Why is the solution always less freedom for the good guys?
By Theresa Camoriano
There is a problem with people manufacturing illegal drugs. What is the solution? Require law-abiding citizens to get a doctor’s prescription in order to buy Sudafed to treat their stuffy noses.
Our children are not getting a good education in the public schools. What is the solution? Increase the mandatory school age to 18, forcing young people to stay in school, where they are not learning and where they are disrupting the education of others.
Politicians have become too powerful and corrupt. What is the solution? Give them more power by enabling them to restrict the freedom of speech of their critics and competitors through campaign finance laws.

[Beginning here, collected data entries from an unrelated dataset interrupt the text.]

//! Format registry for looking up checkers by format name.

use std::collections::HashMap;
use std::sync::Arc;

use serde_json::Value;

use crate::checker::{FormatChecker, FormatError, InfixFormat, NopBytesFormat};
use crate::config::NopBytesConfig;

/// Registry of available format checkers.
#[derive(Default, Clone)]
pub struct FormatRegistry {
    checkers: HashMap<String, Arc<dyn FormatChecker>>,
}

impl FormatRegistry {
    /// Create a new empty registry.
    pub fn new() -> Self {
        Self::default()
    }

    /// Registry with `"infix"` and `"nop-bytes"` using default settings.
    pub fn with_defaults() -> Self {
        Self::with_config(NopBytesConfig::default())
    }

    /// Registry with both checkers, `"nop-bytes"` configured as given.
    pub fn with_config(nop_bytes: NopBytesConfig) -> Self {
        let mut registry = Self::new();
        registry.register(InfixFormat);
        registry.register(NopBytesFormat::new(nop_bytes));
        registry
    }

    /// Register a checker, replacing any with the same name.
    pub fn register(&mut self, checker: impl FormatChecker + 'static) {
        let name = checker.name().to_string();
        self.checkers.insert(name, Arc::new(checker));
    }

    /// Look up a checker by format name.
    pub fn get(&self, name: &str) -> Option<Arc<dyn FormatChecker>> {
        self.checkers.get(name).cloned()
    }

    /// Check if a format is registered.
    pub fn contains(&self, name: &str) -> bool {
        self.checkers.contains_key(name)
    }

    /// Run the checker registered under `name`.
    ///
    /// Returns `None` for unregistered formats; schema engines conventionally
    /// ignore formats they don't know.
    pub fn check(&self, name: &str, instance: &Value) -> Option<Result<(), FormatError>> {
        self.checkers.get(name).map(|checker| checker.check(instance))
    }

    /// List all format names.
    pub fn names(&self) -> Vec<&str> {
        let mut names: Vec<_> = self.checkers.keys().map(|s| s.as_str()).collect();
        names.sort();
        names
    }

    /// Number of registered checkers.
    pub fn len(&self) -> usize {
        self.checkers.len()
    }

    /// Check if empty.
    pub fn is_empty(&self) -> bool {
        self.checkers.is_empty()
    }
}

impl std::fmt::Debug for FormatRegistry {
    fn fmt(&self, f: &mut std::fmt::Formatter<'_>) -> std::fmt::Result {
        f.debug_struct("FormatRegistry")
            .field("checkers", &self.names())
            .finish()
    }
}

Someone uses a gun to commit murder. What is the solution? Restrict the freedom of law-abiding citizens to buy guns.
A minority of the population does not have health insurance. What is the solution? Force everyone into a government-controlled health insurance program.
Have you noticed a pattern here? First, identify a problem. Then, come up with a “solution” that further restricts the freedom of law-abiding citizens.
Of course, this solution usually does little or nothing to solve the problem that had been identified, and it usually creates additional problems, but that’s okay because at least the people promoting the reductions of our freedom have good intentions. And, after all, aren’t good intentions the most important thing?
But what happens when all these restrictions and regulations severely curtail our ability to pursue our own happiness?
Why do we start from the premise that the law-abiding citizens need to have their freedoms reduced? Why not demand that the government seek out the bad guys and curtail their freedoms instead?
It is like the situation in which a man is searching for his car keys under a streetlight. A person passing by asks whether that is where he lost his keys. He answers “No, but the light is better here.” In the same way, it is much easier to put further restrictions on the law-abiding citizens than to seek out the bad guys. It doesn’t do much, if any, good and usually does harm, but at least you can say you tried.
And so we lose our precious freedoms, one “good intention” after another.
What can we do to get our freedoms back? We must demand that our freedoms be restored one step at a time. We need to remind our elected officials that their job is to serve us, not to control us, and then make them pay at the ballot box if they forget.